Por ello, resulta apremiante fortalecer la auténtica independencia del poder judicial, dotándolo de más medios técnicos y humanos para que pueda realizar su trabajo con celeridad, con las suficientes garantías jurídicas y procesales para todos ?también para las víctimas directas o indirectas de los desmanes-, con agilidad, equidad y sin sombras de contaminación ideológica o partidista. La lentitud en los procesos judiciales sobre cualquier delito, y de una manera especialmente sensible en los delitos de corrupción, exaspera a la ciudadanía, la sume en la desconfianza y es terreno abonado para los populismos?

Los autores y cómplices de delitos de corrupción no solo han de ser apartados de la vida pública, sino también penados severa y ejemplarmente. Es preciso asimismo garantizar la devolución de sus sustracciones y enriquecimientos indebidos. Y esto no solo por lo que demanda la misma justicia, sino también porque lo reclaman, y con toda la razón, los damnificados por la crisis, las injusticias y las desigualdades sociales, que encuentran también en los delitos de corrupción algunas de las causas de sus males.

La corrupción política ha de ser combatida también políticamente. De lo contrario, los partidos políticos, sindicatos, instituciones y organizaciones sociales infectados por ella, corren el serio riesgo, además del actual descrédito que tanto los vapulea, de la autoaniquilación y desaparición. La corrupción ?decíamos antes- atenta y amenaza a la democracia. Y las autoridades y los representantes políticos no pueden mirar hacia otro lado. Se impone el saneamiento de sus estructuras, la auténtica tolerancia cero frente a los corruptos ?sean quienes sean, caiga quien caiga?-, la implementación de sistemas efectivos de transparencia y honestidad administrativa, la revisión de sus fuentes de financiación y la depuración de responsabilidades, no solo penales, sino también políticas.

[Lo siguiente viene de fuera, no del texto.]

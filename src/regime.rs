//! Tax regimes and where their results live in the workbook.
//!
//! The workbook publishes one "global cost" per source regime in column B of
//! the `web` sheet. Eight regimes are displayed, but only four distinct rows
//! exist: both micro variants and both LMNP variants are read from the
//! `micro nu + meublé` row as an approximation.

use serde::{Deserialize, Serialize};
use std::fmt;
use std::str::FromStr;

use crate::cell::CellAddress;

/// Sheet holding the per-regime results.
pub const RESULTS_SHEET: &str = "web";
/// Column of the global cost in [`RESULTS_SHEET`] (B).
pub const GLOBAL_COST_COLUMN: u32 = 2;
/// Row used for unknown regimes and approximated ones.
pub const DEFAULT_ROW: u32 = 2;

#[derive(Clone, Copy, Debug, PartialEq, Eq, Hash, Serialize, Deserialize)]
#[serde(rename_all = "kebab-case")]
pub enum Regime {
    MicroBare,
    MicroFurnished,
    MicroClassified,
    SciCorporateTax,
    SciCorporateTaxWithLiquidationLevy,
    SciIncomeTax,
    Lmnp,
    LmnpWithAccountingApproval,
}

impl Regime {
    /// Display order of the comparison table.
    pub const ALL: [Regime; 8] = [
        Regime::MicroBare,
        Regime::MicroFurnished,
        Regime::MicroClassified,
        Regime::SciCorporateTax,
        Regime::SciCorporateTaxWithLiquidationLevy,
        Regime::SciIncomeTax,
        Regime::Lmnp,
        Regime::LmnpWithAccountingApproval,
    ];

    pub fn display_name(&self) -> &'static str {
        match self {
            Regime::MicroBare => "micro nu",
            Regime::MicroFurnished => "micro meublé",
            Regime::MicroClassified => "micro classé",
            Regime::SciCorporateTax => "SCI IS",
            Regime::SciCorporateTaxWithLiquidationLevy => "SCI IS PREL BONI",
            Regime::SciIncomeTax => "SCI IR",
            Regime::Lmnp => "LMNP",
            Regime::LmnpWithAccountingApproval => "LMNP CGA",
        }
    }

    /// Identifier of the regime, matched case-insensitively by [`FromStr`].
    pub fn id(&self) -> &'static str {
        match self {
            Regime::MicroBare => "micro-bare",
            Regime::MicroFurnished => "micro-furnished",
            Regime::MicroClassified => "micro-classified",
            Regime::SciCorporateTax => "SCI-corporate-tax",
            Regime::SciCorporateTaxWithLiquidationLevy => "SCI-corporate-tax-with-liquidation-levy",
            Regime::SciIncomeTax => "SCI-income-tax",
            Regime::Lmnp => "LMNP",
            Regime::LmnpWithAccountingApproval => "LMNP-with-accounting-approval",
        }
    }

    /// Row of this regime's global cost in the results sheet.
    pub fn source_row(&self) -> u32 {
        match self {
            Regime::SciCorporateTax => 3,
            Regime::SciCorporateTaxWithLiquidationLevy => 4,
            Regime::SciIncomeTax => 5,
            Regime::MicroBare
            | Regime::MicroFurnished
            | Regime::MicroClassified
            | Regime::Lmnp
            | Regime::LmnpWithAccountingApproval => DEFAULT_ROW,
        }
    }

    pub fn global_cost_address(&self) -> CellAddress {
        CellAddress::new(self.source_row(), GLOBAL_COST_COLUMN)
    }
}

impl fmt::Display for Regime {
    fn fmt(&self, f: &mut fmt::Formatter<'_>) -> fmt::Result {
        f.write_str(self.display_name())
    }
}

impl FromStr for Regime {
    type Err = ();

    /// Accepts the exact display name (`SCI IS PREL BONI`) or the id in any
    /// case (`SCI-corporate-tax-with-liquidation-levy`).
    fn from_str(s: &str) -> Result<Self, Self::Err> {
        Regime::ALL
            .into_iter()
            .find(|r| r.display_name() == s || r.id().eq_ignore_ascii_case(s))
            .ok_or(())
    }
}

/// Row of the results sheet for a regime identifier.
///
/// Unknown identifiers fall back to [`DEFAULT_ROW`].
pub fn resolve_row(regime_id: &str) -> u32 {
    regime_id
        .parse::<Regime>()
        .map(|r| r.source_row())
        .unwrap_or(DEFAULT_ROW)
}

/// One distinct row of the results sheet.
#[derive(Clone, Copy, Debug, PartialEq, Eq)]
pub struct SourceRegime {
    pub name: &'static str,
    pub row: u32,
}

impl SourceRegime {
    pub fn global_cost_address(&self) -> CellAddress {
        CellAddress::new(self.row, GLOBAL_COST_COLUMN)
    }
}

/// The rows actually computed by the workbook, used for the optimum search
/// and the revenue table.
pub const SOURCE_REGIMES: [SourceRegime; 4] = [
    SourceRegime { name: "micro nu + meublé", row: 2 },
    SourceRegime { name: "SCI IS", row: 3 },
    SourceRegime { name: "SCI IS PREL BONI", row: 4 },
    SourceRegime { name: "SCI IR", row: 5 },
];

Por último, la desvergüenza de la corrupción política y pública ha podido acarrear asimismo efectos colaterales de contagio entre la ciudadanía, en mayor o en menor medida. La ejemplaridad, tan justamente exigible hacia quienes ejercen cargos de responsabilidad pública, no solo queda vilipendiada y destrozada con la corrupción, sino que, asimismo, puede corromper a los demás. Dicho de otra manera: la corrupción, "proceso de muerte", es en sí misma corruptora, corrosiva y destructora. Y, por ello, no podemos permitir tampoco que destruya ?aún más?- el tejido moral de nuestra maltrecha sociedad. Combatir y extirpar, pues, la corrupción es un deber prioritario, apremiante y de capital transcendencia.